__Exercise aim__
Stop after the line that contains "destination-chain block time."; until then, restate each line of the entries word for word from the very first.

▽

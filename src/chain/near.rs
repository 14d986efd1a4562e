//! Destination-chain client (NEAR). Polls the HTLC contract's event
//! log through `call_function` queries and decodes the JSON records it
//! returns.

use super::{rpc_request, ChainClient, RpcTransport};
use crate::error::{OrchestratorError, Result};
use crate::persist::CursorFile;
use crate::types::{ChainEvent, ChainSide, EventKind, Hashlock, Urgency};

use async_trait::async_trait;
use base64::{engine::general_purpose::STANDARD as B64, Engine as _};
use chrono::DateTime;
use serde::Deserialize;
use serde_json::{json, Value};
use std::sync::Mutex;
use std::time::Duration;
use tracing::{debug, warn};

/// Average destination-chain block time.
const BLOCK_TIME: Duration = Duration::from_secs(1);

/// One event record as the HTLC contract's `get_events` view method
/// returns it.
#[derive(Debug, Deserialize)]
struct HtlcEventRecord {
    event: String,
    hashlock: String,
    htlc_id: String,
    #[serde(default)]
    amount: Option<String>,
    #[serde(default)]
    token: Option<String>,
    #[serde(default)]
    secret: Option<String>,
    /// Refund deadline, epoch seconds.
    #[serde(default)]
    timeout: Option<u64>,
    tx_hash: String,
    #[serde(default)]
    log_index: u32,
    block_height: u64,
}

pub struct NearChainClient {
    transport: RpcTransport,
    confirmations: u64,
    /// HTLC contract account queried for events.
    contract: String,
    cursor_file: CursorFile,
    cursor: Mutex<Option<u64>>,
}

impl NearChainClient {
    pub fn new(
        transport: RpcTransport,
        confirmations: u64,
        contract: String,
        cursor_file: CursorFile,
    ) -> Result<Self> {
        let cursor = cursor_file.load()?;
        Ok(Self {
            transport,
            confirmations: confirmations.max(1),
            contract,
            cursor_file,
            cursor: Mutex::new(cursor),
        })
    }

    fn view_call(&self, method_name: &str, args: &Value) -> Value {
        rpc_request(
            "query",
            json!({
                "request_type": "call_function",
                "finality": "final",
                "account_id": self.contract,
                "method_name": method_name,
                "args_base64": B64.encode(args.to_string()),
            }),
        )
    }
}

#[async_trait]
impl ChainClient for NearChainClient {
    fn side(&self) -> ChainSide {
        ChainSide::Dst
    }

    fn confirmations(&self) -> u64 {
        self.confirmations
    }

    async fn head_block(&self) -> Result<u64> {
        let result = self
            .transport
            .post_once(&rpc_request("block", json!({"finality": "final"})))
            .await?;
        result["header"]["height"].as_u64().ok_or_else(|| {
            OrchestratorError::ChainUnavailable("block response missing header.height".into())
        })
    }

    async fn poll_confirmed(&self) -> Result<Vec<ChainEvent>> {
        let head = {
            let result = self
                .transport
                .post_with_retry(&rpc_request("block", json!({"finality": "final"})))
                .await?;
            result["header"]["height"].as_u64().ok_or_else(|| {
                OrchestratorError::ChainUnavailable("block response missing header.height".into())
            })?
        };
        let tip = head.saturating_sub(self.confirmations - 1);

        let from = {
            let mut cursor = self.cursor.lock().unwrap();
            match *cursor {
                Some(last) => last + 1,
                None => {
                    *cursor = Some(tip);
                    drop(cursor);
                    self.cursor_file.store(tip)?;
                    return Ok(Vec::new());
                }
            }
        };
        if from > tip {
            return Ok(Vec::new());
        }

        let call = self.view_call("get_events", &json!({"from_block": from, "to_block": tip}));
        let result = self.transport.post_with_retry(&call).await?;
        let records = decode_view_result(&result)?;

        let mut events = Vec::new();
        for record in records {
            match record.into_event() {
                Ok(Some(ev)) => events.push(ev),
                Ok(None) => {}
                Err(e) => warn!(error = %e, "undecodable destination event"),
            }
        }
        events.sort_by_key(|e| (e.block_number, e.log_index));

        *self.cursor.lock().unwrap() = Some(tip);
        self.cursor_file.store(tip)?;
        debug!(from, to = tip, events = events.len(), "destination poll");
        Ok(events)
    }

    fn estimate_confirmation_time(&self, level: Urgency) -> Duration {
        let factor: u32 = match level {
            Urgency::Fast => 1,
            Urgency::Normal => 2,
            Urgency::Slow => 4,
        };
        BLOCK_TIME * self.confirmations as u32 * factor
    }

    async fn submit_readonly_call(
        &self,
        target: &str,
        method: &str,
        args: Value,
    ) -> Result<Vec<u8>> {
        let call = rpc_request(
            "query",
            json!({
                "request_type": "call_function",
                "finality": "final",
                "account_id": target,
                "method_name": method,
                "args_base64": B64.encode(args.to_string()),
            }),
        );
        let result = self.transport.post_once(&call).await?;
        serde_json::from_value::<Vec<u8>>(result["result"].clone()).map_err(|e| {
            OrchestratorError::ChainUnavailable(format!("call_function: bad result bytes: {e}"))
        })
    }
}

/// A `call_function` result carries the return value as a byte array.
fn decode_view_result(result: &Value) -> Result<Vec<HtlcEventRecord>> {
    let bytes: Vec<u8> = serde_json::from_value(result["result"].clone()).map_err(|e| {
        OrchestratorError::ChainUnavailable(format!("call_function: bad result bytes: {e}"))
    })?;
    serde_json::from_slice(&bytes).map_err(|e| {
        OrchestratorError::ChainUnavailable(format!("get_events: bad payload: {e}"))
    })
}

impl HtlcEventRecord {
    fn into_event(self) -> Result<Option<ChainEvent>> {
        let kind = match self.event.as_str() {
            "htlc_created" => EventKind::HtlcCreated,
            "htlc_withdrawn" => EventKind::HtlcWithdrawn,
            "htlc_refunded" => EventKind::HtlcRefunded,
            other => {
                debug!(event = other, "ignoring unknown destination event kind");
                return Ok(None);
            }
        };

        let hashlock: Hashlock = self.hashlock.parse().map_err(|e| {
            OrchestratorError::ChainUnavailable(format!("event hashlock: {e}"))
        })?;
        let amount = match &self.amount {
            Some(s) => Some(s.parse::<u128>().map_err(|e| {
                OrchestratorError::ChainUnavailable(format!("event amount '{s}': {e}"))
            })?),
            None => None,
        };
        let timeout = match self.timeout {
            Some(secs) => Some(DateTime::from_timestamp(secs as i64, 0).ok_or_else(|| {
                OrchestratorError::ChainUnavailable(format!("event timeout out of range: {secs}"))
            })?),
            None => None,
        };

        Ok(Some(ChainEvent {
            chain: ChainSide::Dst,
            kind,
            hashlock,
            contract_ref: self.htlc_id,
            tx_ref: self.tx_hash,
            log_index: self.log_index,
            block_number: self.block_height,
            amount,
            token: self.token,
            secret: self.secret,
            timelocks: None,
            timeout,
        }))
    }
}

// ── Tests ───────────────────────────────────────────────────────

#[cfg(test)]
mod tests {
    use super::*;

    const H: &str = "0x0202020202020202020202020202020202020202020202020202020202020202";

    fn record(event: &str) -> HtlcEventRecord {
        HtlcEventRecord {
            event: event.into(),
            hashlock: H.into(),
            htlc_id: "htlc-77".into(),
            amount: Some("50000000".into()),
            token: Some("wrap.near".into()),
            secret: None,
            timeout: Some(1_700_003_600),
            tx_hash: "9xKq".into(),
            log_index: 0,
            block_height: 555,
        }
    }

    #[test]
    fn created_record_maps_to_event() {
        let ev = record("htlc_created").into_event().unwrap().unwrap();
        assert_eq!(ev.kind, EventKind::HtlcCreated);
        assert_eq!(ev.chain, ChainSide::Dst);
        assert_eq!(ev.amount, Some(50_000_000));
        assert_eq!(ev.contract_ref, "htlc-77");
        assert_eq!(
            ev.timeout,
            Some(DateTime::from_timestamp(1_700_003_600, 0).unwrap())
        );
    }

    #[test]
    fn withdrawn_record_carries_secret() {
        let mut r = record("htlc_withdrawn");
        r.secret = Some("ab".repeat(32));
        let ev = r.into_event().unwrap().unwrap();
        assert_eq!(ev.kind, EventKind::HtlcWithdrawn);
        assert_eq!(ev.secret.as_deref(), Some("ab".repeat(32).as_str()));
    }

    #[test]
    fn unknown_event_kind_skipped() {
        assert!(record("htlc_minted").into_event().unwrap().is_none());
    }

    #[test]
    fn bad_hashlock_is_an_error() {
        let mut r = record("htlc_created");
        r.hashlock = "0x1234".into();
        assert!(r.into_event().is_err());
    }

    #[test]
    fn bad_amount_is_an_error() {
        let mut r = record("htlc_created");
        r.amount = Some("fifty".into());
        assert!(r.into_event().is_err());
    }

    #[test]
    fn view_result_decodes_byte_payload() {
        let records = json!([{
            "event": "htlc_created",
            "hashlock": H,
            "htlc_id": "htlc-1",
            "amount": "1",
            "tx_hash": "tx",
            "block_height": 1,
        }]);
        let bytes: Vec<u8> = records.to_string().into_bytes();
        let result = json!({"result": bytes, "block_height": 10});
        let decoded = decode_view_result(&result).unwrap();
        assert_eq!(decoded.len(), 1);
        assert_eq!(decoded[0].htlc_id, "htlc-1");
    }

    #[test]
    fn garbage_view_result_rejected() {
        let result = json!({"result": [123, 34]});
        assert!(decode_view_result(&result).is_err());
    }
}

△

__Answer for the task__
filename src/chain/near.rs
repository 14d986efd1a4562e
//! Destination-chain client (NEAR). Polls the HTLC contract's event
//! log through `call_function` queries and decodes the JSON records it
//! returns.

use super::{rpc_request, ChainClient, RpcTransport};
use crate::error::{OrchestratorError, Result};
use crate::persist::CursorFile;
use crate::types::{ChainEvent, ChainSide, EventKind, Hashlock, Urgency};

use async_trait::async_trait;
use base64::{engine::general_purpose::STANDARD as B64, Engine as _};
use chrono::DateTime;
use serde::Deserialize;
use serde_json::{json, Value};
use std::sync::Mutex;
use std::time::Duration;
use tracing::{debug, warn};

/// Average destination-chain block time.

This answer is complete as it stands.